__ABOUT THIS TASK__: Could you please find each line in the records that contains the word "MathEntryError" and copy it?
*** INPUT FOR THIS TASK Section Begins ***
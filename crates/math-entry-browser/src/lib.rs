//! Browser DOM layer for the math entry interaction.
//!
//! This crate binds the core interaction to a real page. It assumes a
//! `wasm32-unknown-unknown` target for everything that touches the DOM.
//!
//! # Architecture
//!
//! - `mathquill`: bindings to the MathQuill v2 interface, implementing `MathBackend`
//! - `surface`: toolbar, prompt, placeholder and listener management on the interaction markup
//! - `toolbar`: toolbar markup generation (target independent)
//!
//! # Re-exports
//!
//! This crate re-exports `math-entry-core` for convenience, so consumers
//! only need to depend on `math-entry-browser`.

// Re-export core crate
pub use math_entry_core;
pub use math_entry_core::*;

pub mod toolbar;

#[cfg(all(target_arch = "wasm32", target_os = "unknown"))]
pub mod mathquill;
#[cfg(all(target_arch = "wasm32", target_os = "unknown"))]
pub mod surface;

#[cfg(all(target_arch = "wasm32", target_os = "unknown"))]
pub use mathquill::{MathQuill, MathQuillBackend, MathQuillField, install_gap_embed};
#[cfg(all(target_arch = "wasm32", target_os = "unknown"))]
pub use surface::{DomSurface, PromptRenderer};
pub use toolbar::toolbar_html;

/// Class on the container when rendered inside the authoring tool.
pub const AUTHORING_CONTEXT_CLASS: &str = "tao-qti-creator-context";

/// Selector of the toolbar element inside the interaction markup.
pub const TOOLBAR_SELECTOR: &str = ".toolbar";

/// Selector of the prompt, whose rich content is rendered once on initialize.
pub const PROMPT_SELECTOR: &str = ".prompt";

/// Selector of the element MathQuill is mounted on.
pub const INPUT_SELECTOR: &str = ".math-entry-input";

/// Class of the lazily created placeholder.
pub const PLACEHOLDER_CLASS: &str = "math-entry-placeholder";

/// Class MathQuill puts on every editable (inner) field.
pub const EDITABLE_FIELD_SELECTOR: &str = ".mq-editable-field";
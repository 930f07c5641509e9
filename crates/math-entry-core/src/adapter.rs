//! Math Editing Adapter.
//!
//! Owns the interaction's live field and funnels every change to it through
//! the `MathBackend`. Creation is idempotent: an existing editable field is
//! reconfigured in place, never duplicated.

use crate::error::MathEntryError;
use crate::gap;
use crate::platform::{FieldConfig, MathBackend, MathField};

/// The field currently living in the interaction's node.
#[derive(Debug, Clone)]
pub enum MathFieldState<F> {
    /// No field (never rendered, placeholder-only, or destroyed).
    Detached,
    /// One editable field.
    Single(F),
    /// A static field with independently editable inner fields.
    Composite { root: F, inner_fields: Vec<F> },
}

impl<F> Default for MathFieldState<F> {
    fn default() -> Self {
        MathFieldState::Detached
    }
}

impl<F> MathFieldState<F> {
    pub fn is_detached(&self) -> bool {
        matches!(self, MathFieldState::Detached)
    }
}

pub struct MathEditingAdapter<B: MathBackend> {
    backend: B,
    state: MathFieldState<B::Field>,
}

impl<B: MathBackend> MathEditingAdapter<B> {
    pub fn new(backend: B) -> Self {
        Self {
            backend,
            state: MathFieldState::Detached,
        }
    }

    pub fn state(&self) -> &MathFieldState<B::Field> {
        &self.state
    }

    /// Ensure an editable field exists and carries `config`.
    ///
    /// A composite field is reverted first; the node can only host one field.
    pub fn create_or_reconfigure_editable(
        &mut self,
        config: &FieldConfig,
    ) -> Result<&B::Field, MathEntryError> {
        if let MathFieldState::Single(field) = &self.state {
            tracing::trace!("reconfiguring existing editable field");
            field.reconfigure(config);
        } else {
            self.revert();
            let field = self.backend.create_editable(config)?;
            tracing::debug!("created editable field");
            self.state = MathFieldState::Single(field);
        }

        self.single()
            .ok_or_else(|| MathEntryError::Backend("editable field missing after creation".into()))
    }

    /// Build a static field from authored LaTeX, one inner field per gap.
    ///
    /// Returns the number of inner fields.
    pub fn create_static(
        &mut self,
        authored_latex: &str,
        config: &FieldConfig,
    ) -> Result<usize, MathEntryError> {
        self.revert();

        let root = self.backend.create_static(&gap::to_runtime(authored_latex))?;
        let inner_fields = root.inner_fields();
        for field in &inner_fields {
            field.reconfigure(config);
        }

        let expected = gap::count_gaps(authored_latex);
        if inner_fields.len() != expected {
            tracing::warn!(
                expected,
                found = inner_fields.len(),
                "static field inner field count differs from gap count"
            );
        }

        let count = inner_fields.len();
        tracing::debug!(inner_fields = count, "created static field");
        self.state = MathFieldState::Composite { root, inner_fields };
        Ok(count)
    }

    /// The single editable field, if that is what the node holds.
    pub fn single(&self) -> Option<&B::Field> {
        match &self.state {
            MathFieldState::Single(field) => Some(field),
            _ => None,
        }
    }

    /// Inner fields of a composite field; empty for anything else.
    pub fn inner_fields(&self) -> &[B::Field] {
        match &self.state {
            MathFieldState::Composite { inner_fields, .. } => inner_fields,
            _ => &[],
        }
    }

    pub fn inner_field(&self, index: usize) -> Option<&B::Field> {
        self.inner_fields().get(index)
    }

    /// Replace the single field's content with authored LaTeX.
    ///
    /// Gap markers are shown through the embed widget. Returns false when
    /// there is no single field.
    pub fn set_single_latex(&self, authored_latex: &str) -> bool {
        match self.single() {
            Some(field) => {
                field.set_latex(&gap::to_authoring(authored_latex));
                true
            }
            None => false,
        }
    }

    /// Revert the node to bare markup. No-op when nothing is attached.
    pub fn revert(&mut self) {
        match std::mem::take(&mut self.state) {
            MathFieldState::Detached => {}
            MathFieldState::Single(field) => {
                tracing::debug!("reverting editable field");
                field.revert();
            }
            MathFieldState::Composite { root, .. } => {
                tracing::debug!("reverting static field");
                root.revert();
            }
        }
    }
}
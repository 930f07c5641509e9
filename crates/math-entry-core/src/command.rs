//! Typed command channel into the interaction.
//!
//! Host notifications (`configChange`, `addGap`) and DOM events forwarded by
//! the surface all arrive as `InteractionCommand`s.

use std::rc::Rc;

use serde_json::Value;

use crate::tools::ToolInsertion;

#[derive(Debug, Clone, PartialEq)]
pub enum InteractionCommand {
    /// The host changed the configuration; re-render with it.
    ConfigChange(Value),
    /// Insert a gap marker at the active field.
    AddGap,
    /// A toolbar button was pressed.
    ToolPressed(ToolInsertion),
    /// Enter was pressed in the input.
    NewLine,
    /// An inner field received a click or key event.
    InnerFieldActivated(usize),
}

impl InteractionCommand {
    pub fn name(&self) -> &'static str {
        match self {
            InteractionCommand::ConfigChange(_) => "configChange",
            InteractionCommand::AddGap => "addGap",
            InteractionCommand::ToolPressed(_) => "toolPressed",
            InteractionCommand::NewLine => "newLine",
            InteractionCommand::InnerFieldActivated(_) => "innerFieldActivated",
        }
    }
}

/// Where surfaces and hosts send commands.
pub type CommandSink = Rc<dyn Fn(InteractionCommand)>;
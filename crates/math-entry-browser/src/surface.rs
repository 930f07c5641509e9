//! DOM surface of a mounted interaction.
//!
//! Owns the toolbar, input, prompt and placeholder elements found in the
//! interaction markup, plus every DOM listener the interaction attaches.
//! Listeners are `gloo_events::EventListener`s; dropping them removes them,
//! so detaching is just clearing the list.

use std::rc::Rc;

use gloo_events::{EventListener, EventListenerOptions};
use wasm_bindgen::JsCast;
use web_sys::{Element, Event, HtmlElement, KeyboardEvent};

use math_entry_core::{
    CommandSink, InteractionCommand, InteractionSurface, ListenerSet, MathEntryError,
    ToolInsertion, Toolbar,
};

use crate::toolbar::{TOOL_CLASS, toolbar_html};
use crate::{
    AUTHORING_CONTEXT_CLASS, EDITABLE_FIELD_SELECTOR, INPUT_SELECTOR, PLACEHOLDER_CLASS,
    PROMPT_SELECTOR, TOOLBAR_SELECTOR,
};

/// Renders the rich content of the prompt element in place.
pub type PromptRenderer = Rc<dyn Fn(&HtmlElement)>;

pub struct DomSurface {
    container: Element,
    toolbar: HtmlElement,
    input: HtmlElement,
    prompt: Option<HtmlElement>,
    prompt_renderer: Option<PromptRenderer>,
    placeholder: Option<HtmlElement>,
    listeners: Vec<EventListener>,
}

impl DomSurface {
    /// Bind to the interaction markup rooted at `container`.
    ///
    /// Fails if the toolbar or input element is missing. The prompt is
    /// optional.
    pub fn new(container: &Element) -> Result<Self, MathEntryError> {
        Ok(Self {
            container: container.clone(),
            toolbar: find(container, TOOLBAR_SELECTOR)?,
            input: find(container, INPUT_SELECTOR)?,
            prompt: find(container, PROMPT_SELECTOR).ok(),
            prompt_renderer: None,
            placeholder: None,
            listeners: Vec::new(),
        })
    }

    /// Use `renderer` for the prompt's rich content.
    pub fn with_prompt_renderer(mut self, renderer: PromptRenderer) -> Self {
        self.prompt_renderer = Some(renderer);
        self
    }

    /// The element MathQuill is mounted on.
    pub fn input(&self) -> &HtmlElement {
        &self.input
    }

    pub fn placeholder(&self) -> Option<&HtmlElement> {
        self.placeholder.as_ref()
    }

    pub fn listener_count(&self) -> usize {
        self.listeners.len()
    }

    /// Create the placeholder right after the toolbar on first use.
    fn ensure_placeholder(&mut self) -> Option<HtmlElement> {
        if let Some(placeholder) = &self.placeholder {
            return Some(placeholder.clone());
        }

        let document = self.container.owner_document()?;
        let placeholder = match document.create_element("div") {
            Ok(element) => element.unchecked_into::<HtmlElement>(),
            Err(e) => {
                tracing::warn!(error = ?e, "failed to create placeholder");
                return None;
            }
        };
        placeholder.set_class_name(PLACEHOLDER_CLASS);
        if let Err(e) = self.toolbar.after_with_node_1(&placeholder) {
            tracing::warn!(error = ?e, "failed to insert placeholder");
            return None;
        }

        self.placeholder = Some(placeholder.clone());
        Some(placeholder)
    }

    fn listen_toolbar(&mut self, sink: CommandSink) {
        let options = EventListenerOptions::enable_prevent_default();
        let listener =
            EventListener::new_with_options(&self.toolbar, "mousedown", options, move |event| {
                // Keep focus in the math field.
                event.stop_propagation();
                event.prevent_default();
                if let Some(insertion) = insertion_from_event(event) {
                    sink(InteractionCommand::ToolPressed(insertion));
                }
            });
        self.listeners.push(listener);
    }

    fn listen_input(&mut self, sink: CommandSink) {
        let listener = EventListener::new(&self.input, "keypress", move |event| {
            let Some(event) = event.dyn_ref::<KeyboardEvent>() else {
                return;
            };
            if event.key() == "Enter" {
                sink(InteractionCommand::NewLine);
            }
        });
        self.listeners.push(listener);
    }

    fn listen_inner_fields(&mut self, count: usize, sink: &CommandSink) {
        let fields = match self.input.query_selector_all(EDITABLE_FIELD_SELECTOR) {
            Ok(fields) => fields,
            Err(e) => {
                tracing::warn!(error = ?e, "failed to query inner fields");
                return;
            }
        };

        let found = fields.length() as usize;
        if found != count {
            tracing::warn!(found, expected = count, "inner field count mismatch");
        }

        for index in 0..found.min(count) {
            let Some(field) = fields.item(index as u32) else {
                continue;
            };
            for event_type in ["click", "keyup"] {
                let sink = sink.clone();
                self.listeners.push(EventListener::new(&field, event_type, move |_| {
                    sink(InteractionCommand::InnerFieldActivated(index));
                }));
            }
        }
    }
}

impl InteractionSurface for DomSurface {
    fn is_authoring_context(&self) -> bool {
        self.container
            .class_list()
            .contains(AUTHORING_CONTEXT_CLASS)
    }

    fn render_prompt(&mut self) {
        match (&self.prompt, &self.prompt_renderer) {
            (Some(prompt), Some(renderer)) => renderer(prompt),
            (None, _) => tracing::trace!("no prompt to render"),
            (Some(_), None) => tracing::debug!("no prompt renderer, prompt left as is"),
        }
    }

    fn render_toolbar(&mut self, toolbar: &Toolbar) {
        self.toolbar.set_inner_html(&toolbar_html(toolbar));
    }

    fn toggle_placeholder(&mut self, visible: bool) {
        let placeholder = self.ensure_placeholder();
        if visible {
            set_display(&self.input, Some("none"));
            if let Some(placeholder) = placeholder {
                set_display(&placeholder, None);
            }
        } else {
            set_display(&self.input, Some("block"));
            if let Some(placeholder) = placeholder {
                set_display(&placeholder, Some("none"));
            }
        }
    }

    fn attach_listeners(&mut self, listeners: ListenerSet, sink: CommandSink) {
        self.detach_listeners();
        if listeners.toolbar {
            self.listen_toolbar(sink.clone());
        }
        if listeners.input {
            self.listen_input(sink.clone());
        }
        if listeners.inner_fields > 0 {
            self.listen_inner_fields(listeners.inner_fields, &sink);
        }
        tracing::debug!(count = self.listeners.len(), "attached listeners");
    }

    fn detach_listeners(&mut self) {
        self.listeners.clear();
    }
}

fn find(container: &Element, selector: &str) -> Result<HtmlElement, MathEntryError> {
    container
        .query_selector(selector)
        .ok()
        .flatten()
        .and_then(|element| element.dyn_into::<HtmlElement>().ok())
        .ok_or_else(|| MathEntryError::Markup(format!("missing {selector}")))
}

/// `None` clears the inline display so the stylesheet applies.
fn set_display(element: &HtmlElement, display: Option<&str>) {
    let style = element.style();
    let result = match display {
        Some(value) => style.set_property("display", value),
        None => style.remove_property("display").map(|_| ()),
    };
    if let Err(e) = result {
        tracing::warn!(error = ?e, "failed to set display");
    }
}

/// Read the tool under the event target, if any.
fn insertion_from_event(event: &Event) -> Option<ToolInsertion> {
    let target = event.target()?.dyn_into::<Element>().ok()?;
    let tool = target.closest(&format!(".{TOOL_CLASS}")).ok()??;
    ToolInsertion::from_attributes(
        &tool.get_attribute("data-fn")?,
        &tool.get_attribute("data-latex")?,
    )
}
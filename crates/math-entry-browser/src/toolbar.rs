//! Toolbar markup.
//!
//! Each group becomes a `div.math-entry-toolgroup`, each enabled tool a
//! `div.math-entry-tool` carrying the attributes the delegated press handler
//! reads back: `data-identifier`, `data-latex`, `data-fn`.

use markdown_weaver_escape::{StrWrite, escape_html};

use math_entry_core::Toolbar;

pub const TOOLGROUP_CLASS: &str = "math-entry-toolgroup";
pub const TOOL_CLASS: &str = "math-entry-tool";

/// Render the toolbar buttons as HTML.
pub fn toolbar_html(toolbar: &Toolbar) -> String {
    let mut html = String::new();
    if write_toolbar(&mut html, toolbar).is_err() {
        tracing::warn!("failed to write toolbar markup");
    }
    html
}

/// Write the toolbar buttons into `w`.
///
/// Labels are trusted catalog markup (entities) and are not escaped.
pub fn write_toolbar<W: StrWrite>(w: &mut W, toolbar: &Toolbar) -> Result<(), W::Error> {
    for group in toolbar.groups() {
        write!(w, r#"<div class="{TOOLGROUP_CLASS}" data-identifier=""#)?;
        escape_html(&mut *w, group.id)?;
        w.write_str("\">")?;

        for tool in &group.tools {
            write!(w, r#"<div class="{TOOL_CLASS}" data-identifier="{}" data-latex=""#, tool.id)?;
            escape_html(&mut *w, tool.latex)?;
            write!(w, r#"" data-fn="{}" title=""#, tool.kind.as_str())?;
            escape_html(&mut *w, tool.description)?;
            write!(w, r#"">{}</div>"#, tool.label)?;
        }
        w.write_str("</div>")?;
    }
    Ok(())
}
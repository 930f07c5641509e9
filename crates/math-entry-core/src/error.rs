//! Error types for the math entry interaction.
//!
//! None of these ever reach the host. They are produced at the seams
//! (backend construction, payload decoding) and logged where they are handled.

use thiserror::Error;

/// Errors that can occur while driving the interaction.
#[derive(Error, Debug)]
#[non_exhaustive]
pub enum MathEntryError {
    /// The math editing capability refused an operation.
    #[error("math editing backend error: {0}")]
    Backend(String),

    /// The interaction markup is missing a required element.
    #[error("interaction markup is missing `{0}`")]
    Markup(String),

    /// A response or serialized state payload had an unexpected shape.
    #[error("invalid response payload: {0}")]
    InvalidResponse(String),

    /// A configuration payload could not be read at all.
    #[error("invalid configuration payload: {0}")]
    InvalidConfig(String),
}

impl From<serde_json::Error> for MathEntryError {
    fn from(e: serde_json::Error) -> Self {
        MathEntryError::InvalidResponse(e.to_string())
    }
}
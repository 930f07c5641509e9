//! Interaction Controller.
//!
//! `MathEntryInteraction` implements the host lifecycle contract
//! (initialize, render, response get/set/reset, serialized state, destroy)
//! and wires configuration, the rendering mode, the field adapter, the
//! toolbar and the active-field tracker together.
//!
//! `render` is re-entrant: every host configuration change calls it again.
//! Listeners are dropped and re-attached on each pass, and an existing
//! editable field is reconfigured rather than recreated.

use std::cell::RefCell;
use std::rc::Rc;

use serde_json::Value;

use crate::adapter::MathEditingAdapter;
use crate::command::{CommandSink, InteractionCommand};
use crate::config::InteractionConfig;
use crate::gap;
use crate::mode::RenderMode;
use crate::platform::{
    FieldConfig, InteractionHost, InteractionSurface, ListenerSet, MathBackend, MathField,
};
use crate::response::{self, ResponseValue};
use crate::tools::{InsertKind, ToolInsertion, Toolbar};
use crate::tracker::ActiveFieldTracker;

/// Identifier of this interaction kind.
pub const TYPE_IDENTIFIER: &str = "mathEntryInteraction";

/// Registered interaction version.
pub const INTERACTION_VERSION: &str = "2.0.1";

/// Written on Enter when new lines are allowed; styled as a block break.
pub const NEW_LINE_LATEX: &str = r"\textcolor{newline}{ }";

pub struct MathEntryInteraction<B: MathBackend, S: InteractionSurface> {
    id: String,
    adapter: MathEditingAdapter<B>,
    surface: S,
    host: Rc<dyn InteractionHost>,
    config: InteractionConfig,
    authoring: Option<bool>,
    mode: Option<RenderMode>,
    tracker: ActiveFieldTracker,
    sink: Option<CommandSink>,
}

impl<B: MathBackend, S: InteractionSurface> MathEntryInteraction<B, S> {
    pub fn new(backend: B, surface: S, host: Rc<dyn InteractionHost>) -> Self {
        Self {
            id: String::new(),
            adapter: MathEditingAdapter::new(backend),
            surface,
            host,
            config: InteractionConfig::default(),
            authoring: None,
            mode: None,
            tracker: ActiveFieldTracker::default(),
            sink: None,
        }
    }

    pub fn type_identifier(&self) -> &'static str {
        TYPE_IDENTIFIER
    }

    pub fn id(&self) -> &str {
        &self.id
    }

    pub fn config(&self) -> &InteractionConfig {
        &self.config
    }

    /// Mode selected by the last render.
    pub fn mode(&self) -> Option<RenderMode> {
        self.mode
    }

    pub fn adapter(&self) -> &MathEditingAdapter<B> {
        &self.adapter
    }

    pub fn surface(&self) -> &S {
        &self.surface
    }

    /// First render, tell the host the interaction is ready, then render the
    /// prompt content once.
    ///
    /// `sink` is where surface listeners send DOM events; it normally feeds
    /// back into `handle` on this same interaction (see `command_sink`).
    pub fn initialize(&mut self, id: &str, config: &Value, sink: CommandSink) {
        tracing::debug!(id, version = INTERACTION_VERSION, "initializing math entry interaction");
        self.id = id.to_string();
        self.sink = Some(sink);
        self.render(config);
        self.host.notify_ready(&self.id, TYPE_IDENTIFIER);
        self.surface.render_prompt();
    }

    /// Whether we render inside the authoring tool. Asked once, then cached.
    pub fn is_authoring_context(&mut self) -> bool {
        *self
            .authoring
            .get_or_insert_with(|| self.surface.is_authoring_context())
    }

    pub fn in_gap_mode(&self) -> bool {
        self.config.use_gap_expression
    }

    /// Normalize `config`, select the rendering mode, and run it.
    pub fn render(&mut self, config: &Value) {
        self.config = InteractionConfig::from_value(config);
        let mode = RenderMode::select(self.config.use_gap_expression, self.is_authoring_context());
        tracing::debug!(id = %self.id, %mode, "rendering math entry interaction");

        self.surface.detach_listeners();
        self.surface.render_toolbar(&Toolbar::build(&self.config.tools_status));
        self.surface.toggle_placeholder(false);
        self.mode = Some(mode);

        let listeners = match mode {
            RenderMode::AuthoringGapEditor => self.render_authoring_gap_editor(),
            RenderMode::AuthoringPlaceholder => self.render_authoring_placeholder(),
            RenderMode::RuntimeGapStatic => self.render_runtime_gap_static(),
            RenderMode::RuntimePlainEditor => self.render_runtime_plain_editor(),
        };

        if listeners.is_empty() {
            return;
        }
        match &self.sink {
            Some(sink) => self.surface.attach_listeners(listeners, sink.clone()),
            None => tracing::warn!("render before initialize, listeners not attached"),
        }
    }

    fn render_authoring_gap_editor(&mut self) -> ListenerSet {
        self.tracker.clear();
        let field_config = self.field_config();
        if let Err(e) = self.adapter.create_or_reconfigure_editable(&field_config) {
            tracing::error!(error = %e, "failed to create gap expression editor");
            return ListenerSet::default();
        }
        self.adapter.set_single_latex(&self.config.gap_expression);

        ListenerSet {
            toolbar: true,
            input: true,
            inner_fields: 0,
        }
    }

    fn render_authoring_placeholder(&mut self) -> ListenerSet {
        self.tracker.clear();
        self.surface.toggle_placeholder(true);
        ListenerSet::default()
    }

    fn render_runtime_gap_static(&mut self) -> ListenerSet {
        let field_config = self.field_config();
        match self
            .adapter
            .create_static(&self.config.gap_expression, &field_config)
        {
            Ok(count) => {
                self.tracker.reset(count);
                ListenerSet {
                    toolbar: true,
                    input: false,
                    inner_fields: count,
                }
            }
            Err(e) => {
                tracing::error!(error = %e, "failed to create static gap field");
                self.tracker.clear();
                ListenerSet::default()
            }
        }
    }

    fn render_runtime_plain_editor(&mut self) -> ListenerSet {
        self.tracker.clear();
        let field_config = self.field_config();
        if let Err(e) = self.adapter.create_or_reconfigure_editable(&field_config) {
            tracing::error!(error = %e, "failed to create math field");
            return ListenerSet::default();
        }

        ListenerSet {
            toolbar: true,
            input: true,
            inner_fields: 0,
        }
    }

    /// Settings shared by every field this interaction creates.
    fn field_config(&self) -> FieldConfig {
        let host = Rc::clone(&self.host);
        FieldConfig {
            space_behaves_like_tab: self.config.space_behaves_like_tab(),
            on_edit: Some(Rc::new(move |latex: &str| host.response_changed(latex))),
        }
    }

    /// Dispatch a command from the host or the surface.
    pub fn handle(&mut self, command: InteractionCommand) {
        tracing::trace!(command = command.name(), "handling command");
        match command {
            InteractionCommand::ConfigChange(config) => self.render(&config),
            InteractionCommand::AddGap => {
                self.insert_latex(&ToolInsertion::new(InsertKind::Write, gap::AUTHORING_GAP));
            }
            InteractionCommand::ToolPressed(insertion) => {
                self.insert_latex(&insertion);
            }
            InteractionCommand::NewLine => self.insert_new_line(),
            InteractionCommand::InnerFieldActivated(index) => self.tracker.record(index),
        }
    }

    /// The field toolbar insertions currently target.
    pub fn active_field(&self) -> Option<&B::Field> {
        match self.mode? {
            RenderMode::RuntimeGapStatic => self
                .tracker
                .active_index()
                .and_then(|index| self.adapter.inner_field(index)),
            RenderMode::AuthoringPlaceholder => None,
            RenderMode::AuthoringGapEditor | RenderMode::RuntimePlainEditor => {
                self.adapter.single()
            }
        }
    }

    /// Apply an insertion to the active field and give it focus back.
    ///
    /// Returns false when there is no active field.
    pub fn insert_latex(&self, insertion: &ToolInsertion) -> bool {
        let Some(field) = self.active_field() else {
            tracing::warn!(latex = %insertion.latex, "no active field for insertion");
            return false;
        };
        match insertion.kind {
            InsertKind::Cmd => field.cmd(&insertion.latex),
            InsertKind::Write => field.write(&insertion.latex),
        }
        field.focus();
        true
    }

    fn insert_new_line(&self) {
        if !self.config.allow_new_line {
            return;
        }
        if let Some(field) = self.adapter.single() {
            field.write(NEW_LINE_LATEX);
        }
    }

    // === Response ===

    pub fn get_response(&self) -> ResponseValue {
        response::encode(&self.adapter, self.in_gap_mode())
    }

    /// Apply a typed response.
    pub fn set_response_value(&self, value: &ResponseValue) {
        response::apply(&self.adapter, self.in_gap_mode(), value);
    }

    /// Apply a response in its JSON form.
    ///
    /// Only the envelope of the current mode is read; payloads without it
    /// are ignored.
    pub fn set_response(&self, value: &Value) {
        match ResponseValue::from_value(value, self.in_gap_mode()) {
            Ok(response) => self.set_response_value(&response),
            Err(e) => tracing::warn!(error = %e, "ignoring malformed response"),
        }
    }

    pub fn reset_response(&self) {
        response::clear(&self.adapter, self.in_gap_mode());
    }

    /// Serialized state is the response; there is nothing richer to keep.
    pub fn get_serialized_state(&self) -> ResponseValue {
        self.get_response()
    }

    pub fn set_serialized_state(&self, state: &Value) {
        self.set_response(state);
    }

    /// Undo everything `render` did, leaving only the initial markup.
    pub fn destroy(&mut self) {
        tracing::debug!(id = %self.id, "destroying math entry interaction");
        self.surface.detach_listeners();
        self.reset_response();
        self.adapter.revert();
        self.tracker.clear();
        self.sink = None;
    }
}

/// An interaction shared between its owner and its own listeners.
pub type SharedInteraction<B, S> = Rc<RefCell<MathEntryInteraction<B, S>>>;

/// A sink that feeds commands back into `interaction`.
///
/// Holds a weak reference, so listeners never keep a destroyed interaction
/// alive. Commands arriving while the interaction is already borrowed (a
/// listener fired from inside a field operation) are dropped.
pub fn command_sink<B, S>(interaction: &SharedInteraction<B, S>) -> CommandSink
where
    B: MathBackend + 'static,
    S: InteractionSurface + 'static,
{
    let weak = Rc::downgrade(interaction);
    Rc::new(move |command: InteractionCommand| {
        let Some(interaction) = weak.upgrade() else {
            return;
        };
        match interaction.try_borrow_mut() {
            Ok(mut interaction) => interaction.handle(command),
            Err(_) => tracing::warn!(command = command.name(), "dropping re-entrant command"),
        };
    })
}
*** INPUT FOR THIS TASK Section Ends ***
__THE COMPLETED TASK__:
use crate::error::MathEntryError;
    ) -> Result<&B::Field, MathEntryError> {
            .ok_or_else(|| MathEntryError::Backend("editable field missing after creation".into()))
    ) -> Result<usize, MathEntryError> {
    CommandSink, InteractionCommand, InteractionSurface, ListenerSet, MathEntryError,
    pub fn new(container: &Element) -> Result<Self, MathEntryError> {
fn find(container: &Element, selector: &str) -> Result<HtmlElement, MathEntryError> {
        .ok_or_else(|| MathEntryError::Markup(format!("missing {selector}")))
pub enum MathEntryError {
impl From<serde_json::Error> for MathEntryError {
        MathEntryError::InvalidResponse(e.to_string())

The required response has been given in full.